The input:
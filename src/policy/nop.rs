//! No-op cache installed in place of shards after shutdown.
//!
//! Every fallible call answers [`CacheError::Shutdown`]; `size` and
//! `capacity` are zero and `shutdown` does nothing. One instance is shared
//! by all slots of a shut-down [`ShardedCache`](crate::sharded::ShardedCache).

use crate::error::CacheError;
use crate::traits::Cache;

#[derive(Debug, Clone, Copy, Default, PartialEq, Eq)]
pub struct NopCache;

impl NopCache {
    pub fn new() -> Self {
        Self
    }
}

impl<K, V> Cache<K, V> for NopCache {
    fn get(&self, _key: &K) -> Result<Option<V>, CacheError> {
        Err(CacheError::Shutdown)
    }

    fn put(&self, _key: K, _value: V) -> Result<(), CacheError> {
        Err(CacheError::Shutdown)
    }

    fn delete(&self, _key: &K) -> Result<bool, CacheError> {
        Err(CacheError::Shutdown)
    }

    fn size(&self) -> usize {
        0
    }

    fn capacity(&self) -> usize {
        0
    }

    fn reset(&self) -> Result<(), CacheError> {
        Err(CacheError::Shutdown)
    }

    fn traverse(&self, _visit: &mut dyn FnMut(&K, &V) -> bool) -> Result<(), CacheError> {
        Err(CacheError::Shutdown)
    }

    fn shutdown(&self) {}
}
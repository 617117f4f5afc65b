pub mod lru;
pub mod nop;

==

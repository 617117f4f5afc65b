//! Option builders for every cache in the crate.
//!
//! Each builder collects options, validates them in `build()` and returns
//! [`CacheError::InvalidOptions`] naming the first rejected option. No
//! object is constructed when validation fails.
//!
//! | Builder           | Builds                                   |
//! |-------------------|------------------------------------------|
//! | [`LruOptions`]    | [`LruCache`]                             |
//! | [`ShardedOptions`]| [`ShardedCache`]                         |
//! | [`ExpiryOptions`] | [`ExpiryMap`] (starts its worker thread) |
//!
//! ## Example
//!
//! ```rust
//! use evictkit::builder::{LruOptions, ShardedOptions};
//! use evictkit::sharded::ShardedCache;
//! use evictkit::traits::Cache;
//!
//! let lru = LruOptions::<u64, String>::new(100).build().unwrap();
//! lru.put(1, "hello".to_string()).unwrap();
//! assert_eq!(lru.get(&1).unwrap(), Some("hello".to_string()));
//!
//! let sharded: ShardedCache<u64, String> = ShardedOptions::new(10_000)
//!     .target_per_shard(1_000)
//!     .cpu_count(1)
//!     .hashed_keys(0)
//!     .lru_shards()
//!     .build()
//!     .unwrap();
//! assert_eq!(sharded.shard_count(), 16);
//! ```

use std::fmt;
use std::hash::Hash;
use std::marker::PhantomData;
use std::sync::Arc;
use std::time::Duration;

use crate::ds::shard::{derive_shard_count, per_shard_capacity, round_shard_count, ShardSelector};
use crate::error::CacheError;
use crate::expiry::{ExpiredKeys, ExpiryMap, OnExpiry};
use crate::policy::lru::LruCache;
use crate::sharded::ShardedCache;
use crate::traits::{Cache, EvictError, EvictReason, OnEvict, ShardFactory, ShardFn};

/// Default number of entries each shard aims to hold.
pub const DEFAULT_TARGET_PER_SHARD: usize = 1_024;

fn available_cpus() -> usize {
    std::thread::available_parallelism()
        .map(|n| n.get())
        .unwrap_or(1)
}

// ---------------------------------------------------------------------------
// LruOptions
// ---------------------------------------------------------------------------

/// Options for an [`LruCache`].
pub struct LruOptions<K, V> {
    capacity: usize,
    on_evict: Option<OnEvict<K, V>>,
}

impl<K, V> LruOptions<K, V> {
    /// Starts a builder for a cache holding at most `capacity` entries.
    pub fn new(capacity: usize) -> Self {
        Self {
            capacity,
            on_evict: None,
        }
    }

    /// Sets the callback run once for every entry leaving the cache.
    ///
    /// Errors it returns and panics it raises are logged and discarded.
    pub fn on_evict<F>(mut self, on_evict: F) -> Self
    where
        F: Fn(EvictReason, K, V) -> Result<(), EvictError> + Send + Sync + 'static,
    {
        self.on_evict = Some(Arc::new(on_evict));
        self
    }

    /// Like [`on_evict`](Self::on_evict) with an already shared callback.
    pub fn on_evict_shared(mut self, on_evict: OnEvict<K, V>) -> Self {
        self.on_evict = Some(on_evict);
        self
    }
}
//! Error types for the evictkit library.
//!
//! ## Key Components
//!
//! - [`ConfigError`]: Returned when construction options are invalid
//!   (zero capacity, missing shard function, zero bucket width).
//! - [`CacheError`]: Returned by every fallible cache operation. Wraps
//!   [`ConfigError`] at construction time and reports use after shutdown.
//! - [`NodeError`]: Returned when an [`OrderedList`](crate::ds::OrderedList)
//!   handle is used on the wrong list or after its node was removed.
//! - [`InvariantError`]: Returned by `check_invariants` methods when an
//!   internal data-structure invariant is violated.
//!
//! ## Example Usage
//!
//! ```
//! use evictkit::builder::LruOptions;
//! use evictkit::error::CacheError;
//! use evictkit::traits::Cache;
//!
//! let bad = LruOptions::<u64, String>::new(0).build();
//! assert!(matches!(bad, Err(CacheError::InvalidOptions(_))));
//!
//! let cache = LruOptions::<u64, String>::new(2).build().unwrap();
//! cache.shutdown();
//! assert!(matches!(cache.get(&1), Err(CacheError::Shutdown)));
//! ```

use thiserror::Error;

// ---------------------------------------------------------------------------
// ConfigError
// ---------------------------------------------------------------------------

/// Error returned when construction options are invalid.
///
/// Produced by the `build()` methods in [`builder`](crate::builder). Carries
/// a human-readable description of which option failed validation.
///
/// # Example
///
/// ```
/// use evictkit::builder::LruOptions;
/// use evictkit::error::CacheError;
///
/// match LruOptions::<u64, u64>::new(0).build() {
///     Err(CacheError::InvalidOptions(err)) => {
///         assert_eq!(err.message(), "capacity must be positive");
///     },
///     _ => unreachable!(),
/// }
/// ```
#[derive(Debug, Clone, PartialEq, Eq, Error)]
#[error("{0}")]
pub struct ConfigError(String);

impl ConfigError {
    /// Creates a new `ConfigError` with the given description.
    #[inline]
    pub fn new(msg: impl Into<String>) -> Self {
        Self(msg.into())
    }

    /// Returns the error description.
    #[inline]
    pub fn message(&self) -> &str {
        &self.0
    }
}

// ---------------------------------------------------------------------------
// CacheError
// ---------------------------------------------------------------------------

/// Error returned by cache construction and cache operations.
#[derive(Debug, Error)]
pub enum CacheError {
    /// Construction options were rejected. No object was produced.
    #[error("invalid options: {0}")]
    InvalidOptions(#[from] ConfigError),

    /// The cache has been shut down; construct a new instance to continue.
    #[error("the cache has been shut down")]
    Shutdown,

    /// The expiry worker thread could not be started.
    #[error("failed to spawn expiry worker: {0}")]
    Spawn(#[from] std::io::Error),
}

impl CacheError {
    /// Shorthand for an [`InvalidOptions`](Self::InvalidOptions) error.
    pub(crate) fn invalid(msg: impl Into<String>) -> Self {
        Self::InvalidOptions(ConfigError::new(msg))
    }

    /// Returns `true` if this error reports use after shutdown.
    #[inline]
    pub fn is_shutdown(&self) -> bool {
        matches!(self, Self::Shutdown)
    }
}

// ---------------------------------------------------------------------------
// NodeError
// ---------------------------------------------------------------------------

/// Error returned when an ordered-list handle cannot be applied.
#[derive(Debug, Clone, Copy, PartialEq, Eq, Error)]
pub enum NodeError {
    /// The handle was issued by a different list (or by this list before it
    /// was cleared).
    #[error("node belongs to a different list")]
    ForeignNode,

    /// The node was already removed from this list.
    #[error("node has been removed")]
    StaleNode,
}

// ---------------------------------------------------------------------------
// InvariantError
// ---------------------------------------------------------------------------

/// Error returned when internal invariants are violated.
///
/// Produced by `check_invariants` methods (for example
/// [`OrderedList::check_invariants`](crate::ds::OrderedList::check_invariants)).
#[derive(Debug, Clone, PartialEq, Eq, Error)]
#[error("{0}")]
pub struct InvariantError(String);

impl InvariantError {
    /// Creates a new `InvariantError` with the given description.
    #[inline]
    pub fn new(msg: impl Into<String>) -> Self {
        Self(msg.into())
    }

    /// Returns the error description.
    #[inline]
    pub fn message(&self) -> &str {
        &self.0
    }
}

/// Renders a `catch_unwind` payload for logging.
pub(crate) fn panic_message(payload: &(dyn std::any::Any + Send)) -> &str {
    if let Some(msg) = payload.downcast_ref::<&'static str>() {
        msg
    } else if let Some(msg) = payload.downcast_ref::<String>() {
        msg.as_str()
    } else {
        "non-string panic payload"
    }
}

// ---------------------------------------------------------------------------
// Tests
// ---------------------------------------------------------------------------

* * *

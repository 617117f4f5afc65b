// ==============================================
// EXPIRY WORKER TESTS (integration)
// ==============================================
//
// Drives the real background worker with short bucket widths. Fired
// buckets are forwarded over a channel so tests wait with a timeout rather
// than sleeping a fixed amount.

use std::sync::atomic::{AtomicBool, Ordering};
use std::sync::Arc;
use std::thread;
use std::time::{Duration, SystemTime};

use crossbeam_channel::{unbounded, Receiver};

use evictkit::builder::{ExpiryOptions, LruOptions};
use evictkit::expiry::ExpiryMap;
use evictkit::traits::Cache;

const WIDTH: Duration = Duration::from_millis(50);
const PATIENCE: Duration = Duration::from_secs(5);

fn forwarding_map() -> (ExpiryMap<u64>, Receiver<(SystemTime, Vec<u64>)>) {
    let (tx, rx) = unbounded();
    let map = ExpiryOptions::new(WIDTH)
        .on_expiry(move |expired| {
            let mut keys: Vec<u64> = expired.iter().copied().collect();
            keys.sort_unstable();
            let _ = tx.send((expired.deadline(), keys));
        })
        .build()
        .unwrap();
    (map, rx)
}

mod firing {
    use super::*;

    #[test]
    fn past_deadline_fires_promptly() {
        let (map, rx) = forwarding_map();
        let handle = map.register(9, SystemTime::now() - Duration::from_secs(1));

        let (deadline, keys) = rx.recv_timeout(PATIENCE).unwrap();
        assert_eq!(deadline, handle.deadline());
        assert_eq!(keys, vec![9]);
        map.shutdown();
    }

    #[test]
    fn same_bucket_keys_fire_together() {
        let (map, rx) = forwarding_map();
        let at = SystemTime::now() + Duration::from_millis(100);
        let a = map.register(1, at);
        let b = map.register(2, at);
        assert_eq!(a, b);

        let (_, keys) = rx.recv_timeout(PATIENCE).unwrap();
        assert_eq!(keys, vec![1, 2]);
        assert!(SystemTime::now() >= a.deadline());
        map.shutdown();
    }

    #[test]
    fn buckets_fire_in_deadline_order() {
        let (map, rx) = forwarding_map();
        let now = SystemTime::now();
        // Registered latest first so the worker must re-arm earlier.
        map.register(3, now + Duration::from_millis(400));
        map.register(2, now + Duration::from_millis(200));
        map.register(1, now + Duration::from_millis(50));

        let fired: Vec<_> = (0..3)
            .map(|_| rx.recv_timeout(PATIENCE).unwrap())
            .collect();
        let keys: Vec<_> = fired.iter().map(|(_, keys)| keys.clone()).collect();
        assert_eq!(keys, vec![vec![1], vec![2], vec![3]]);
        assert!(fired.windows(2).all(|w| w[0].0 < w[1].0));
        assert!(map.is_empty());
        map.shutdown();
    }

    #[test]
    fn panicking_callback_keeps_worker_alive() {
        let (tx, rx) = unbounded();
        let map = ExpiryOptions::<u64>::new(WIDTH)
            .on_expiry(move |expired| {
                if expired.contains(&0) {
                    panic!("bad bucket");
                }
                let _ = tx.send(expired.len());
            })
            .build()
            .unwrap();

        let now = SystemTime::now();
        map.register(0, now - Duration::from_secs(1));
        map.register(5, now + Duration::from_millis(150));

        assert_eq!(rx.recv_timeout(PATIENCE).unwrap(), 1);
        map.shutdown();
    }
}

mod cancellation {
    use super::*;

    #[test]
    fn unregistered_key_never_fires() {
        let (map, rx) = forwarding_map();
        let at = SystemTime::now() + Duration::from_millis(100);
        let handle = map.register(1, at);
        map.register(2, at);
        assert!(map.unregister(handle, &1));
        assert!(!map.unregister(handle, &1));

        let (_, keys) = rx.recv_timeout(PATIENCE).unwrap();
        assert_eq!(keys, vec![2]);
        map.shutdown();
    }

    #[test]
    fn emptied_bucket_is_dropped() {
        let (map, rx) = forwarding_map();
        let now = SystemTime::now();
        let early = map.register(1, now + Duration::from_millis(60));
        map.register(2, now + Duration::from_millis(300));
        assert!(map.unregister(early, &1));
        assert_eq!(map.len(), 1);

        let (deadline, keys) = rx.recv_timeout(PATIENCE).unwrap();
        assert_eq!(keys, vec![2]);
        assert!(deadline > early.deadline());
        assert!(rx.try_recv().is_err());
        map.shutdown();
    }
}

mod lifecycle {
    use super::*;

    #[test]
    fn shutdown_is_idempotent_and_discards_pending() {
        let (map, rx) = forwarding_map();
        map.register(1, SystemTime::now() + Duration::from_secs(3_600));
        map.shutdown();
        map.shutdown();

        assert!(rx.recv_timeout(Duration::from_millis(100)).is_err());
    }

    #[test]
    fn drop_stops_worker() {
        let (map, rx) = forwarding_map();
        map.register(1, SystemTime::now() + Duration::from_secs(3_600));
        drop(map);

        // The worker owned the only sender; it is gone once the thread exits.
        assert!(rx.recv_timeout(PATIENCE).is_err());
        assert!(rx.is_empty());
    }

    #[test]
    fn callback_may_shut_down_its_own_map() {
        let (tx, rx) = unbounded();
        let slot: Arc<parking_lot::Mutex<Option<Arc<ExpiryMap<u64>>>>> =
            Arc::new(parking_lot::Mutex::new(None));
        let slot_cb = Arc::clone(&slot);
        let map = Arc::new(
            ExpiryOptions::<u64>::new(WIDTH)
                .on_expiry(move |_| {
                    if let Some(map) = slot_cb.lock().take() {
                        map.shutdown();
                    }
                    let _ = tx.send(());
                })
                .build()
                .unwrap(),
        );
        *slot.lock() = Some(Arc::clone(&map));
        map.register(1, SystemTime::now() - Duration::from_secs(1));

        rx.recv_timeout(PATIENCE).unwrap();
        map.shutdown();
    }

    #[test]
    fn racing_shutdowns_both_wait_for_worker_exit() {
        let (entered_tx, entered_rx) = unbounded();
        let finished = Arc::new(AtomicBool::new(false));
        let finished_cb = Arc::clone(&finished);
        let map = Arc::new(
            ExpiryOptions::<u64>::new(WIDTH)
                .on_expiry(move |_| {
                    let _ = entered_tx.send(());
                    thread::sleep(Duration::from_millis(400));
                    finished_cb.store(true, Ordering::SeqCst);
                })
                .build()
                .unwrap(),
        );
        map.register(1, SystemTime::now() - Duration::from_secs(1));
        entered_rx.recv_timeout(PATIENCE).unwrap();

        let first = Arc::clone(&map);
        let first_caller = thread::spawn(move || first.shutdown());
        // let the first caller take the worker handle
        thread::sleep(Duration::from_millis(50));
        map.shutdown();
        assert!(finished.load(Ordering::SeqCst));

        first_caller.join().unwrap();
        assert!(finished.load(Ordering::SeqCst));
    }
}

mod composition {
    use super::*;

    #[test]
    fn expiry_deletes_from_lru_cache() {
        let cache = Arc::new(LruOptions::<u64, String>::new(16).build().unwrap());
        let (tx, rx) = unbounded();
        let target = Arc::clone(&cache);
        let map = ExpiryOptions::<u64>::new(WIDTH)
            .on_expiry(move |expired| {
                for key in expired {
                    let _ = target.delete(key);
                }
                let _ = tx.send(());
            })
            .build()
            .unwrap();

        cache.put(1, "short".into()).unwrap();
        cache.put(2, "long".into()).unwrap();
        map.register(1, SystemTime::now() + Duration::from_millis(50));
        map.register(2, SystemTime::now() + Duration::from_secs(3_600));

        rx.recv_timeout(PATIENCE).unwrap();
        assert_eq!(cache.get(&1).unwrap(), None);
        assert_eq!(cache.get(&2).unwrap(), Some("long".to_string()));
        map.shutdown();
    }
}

Brief: Your task is to restate, word for word, only those lines above that fall between the line holding "error reports use after shutdown." and the line holding "pub enum NodeError", inclusive.

Answer to this problem:
    /// Returns `true` if this error reports use after shutdown.
    #[inline]
    pub fn is_shutdown(&self) -> bool {
        matches!(self, Self::Shutdown)
    }
}

// ---------------------------------------------------------------------------
// NodeError
// ---------------------------------------------------------------------------

/// Error returned when an ordered-list handle cannot be applied.
#[derive(Debug, Clone, Copy, PartialEq, Eq, Error)]
pub enum NodeError {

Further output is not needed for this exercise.